[Collected data entries]
# # # #

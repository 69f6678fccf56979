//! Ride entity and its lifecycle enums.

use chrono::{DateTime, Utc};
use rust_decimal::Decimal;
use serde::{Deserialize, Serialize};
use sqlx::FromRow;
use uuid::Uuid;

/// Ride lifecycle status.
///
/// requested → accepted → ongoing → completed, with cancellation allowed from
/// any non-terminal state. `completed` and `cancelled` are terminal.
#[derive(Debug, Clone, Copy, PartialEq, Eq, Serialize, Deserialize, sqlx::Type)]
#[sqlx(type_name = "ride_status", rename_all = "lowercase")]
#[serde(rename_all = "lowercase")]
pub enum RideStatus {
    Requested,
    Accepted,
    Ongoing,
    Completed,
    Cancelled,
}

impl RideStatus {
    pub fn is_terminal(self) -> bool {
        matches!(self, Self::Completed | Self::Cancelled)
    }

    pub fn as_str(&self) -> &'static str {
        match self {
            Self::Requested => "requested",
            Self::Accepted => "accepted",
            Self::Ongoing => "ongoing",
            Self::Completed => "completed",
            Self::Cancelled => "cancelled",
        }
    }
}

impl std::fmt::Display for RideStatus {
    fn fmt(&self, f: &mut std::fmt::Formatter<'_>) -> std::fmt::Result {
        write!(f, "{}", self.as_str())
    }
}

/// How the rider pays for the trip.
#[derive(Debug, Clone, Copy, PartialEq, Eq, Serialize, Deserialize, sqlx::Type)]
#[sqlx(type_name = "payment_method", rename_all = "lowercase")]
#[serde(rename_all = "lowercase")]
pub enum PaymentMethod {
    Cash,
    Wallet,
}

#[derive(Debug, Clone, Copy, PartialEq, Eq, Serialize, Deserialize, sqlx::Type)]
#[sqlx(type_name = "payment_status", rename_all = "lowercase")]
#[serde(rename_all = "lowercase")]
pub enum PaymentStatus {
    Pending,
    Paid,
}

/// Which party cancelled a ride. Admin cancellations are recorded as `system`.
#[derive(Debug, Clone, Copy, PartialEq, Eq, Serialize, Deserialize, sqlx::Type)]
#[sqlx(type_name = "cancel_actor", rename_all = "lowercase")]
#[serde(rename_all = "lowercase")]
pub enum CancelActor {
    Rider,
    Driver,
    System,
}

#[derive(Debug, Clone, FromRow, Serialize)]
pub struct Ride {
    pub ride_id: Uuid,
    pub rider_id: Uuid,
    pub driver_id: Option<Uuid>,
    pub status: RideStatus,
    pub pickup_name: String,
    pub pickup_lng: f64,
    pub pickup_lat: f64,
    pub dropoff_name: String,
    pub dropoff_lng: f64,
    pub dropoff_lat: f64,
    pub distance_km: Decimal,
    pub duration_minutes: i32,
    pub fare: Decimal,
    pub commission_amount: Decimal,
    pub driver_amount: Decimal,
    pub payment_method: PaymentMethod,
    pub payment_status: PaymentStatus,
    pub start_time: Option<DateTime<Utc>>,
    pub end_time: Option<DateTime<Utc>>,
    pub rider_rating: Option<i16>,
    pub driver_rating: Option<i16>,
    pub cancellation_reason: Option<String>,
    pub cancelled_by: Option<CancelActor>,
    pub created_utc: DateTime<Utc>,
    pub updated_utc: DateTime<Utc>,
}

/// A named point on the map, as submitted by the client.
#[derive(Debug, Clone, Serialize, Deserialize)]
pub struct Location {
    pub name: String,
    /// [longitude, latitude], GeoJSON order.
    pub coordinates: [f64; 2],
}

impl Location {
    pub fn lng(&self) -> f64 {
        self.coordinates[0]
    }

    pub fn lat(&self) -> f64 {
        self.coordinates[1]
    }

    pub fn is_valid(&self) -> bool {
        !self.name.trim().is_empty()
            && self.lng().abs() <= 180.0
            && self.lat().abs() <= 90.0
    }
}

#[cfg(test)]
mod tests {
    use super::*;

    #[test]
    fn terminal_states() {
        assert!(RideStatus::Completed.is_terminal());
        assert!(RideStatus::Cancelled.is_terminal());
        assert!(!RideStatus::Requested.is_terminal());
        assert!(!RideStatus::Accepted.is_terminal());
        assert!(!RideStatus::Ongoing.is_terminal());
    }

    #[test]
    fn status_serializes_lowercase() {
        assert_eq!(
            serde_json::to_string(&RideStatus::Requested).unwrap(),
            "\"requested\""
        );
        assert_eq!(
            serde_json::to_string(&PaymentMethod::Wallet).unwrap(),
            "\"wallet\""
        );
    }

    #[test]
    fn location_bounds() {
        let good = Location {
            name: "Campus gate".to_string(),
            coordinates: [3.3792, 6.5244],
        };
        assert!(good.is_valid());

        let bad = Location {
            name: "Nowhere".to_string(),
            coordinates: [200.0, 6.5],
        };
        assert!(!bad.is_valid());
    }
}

# # # #

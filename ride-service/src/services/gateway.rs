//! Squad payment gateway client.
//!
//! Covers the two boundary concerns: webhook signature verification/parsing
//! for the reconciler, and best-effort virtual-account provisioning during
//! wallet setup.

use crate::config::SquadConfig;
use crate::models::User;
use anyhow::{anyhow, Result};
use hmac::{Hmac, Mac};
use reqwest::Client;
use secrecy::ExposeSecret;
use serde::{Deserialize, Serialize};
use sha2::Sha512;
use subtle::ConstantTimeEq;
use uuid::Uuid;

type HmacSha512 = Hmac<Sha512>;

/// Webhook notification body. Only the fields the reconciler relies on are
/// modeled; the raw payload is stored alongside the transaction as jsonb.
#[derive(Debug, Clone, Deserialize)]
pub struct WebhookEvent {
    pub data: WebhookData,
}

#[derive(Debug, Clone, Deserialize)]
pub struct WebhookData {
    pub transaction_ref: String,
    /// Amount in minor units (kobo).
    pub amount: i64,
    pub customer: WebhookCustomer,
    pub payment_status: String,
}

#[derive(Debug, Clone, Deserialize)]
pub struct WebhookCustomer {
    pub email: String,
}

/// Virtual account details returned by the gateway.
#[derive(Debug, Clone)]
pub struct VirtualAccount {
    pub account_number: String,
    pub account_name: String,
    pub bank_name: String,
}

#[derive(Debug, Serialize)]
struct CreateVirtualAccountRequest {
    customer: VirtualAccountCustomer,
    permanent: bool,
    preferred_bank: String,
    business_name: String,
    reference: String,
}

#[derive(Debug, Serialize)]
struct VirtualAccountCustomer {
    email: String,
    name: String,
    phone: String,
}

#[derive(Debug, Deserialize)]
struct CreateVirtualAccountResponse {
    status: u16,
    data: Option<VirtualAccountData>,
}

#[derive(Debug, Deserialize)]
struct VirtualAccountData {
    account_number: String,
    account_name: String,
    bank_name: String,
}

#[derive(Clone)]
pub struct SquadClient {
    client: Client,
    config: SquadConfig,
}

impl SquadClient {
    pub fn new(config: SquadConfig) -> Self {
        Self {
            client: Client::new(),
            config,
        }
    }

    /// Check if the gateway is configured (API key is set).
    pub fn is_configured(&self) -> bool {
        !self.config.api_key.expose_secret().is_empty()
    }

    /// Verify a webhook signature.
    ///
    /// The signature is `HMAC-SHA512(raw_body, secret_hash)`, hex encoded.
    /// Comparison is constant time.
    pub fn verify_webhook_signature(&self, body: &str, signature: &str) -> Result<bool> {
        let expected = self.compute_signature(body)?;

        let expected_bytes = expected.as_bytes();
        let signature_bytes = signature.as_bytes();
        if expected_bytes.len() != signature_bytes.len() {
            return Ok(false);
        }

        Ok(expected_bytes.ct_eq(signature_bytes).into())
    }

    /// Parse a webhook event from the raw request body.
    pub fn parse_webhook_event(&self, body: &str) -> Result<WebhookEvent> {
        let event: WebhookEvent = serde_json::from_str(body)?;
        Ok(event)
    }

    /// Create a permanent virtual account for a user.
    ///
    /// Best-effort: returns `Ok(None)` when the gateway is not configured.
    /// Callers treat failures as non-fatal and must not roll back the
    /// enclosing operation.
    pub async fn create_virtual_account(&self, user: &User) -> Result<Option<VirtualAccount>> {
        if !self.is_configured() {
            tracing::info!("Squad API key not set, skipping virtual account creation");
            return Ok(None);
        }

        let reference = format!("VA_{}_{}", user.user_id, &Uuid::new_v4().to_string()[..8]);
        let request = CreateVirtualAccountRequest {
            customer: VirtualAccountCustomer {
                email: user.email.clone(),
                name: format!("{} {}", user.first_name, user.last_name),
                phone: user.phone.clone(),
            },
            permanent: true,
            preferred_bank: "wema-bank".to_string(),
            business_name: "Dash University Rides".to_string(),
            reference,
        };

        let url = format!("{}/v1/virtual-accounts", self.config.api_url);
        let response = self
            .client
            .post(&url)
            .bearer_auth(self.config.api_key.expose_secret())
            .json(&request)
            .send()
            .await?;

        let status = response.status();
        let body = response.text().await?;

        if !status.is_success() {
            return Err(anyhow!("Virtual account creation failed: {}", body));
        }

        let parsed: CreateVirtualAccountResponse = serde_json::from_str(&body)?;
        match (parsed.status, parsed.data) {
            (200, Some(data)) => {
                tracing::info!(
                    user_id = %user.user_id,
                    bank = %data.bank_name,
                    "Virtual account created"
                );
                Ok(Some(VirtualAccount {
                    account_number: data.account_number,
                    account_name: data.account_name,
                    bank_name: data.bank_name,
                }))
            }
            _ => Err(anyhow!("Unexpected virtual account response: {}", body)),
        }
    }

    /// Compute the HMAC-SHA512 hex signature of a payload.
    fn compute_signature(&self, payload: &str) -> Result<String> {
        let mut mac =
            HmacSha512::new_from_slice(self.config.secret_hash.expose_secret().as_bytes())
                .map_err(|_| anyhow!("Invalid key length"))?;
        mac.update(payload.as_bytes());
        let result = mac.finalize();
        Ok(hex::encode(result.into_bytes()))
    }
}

# # # #

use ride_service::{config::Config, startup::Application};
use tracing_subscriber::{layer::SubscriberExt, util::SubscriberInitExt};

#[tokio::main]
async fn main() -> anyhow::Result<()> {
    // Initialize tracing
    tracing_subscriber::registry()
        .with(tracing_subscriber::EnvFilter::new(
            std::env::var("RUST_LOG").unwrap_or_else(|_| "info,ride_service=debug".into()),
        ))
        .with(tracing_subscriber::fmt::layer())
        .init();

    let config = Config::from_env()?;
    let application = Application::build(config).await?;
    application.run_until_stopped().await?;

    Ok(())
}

# # # #

Look above for lines with the word "WebhookCustomer" and copy them all.

**Written solution**
    pub customer: WebhookCustomer,
pub struct WebhookCustomer {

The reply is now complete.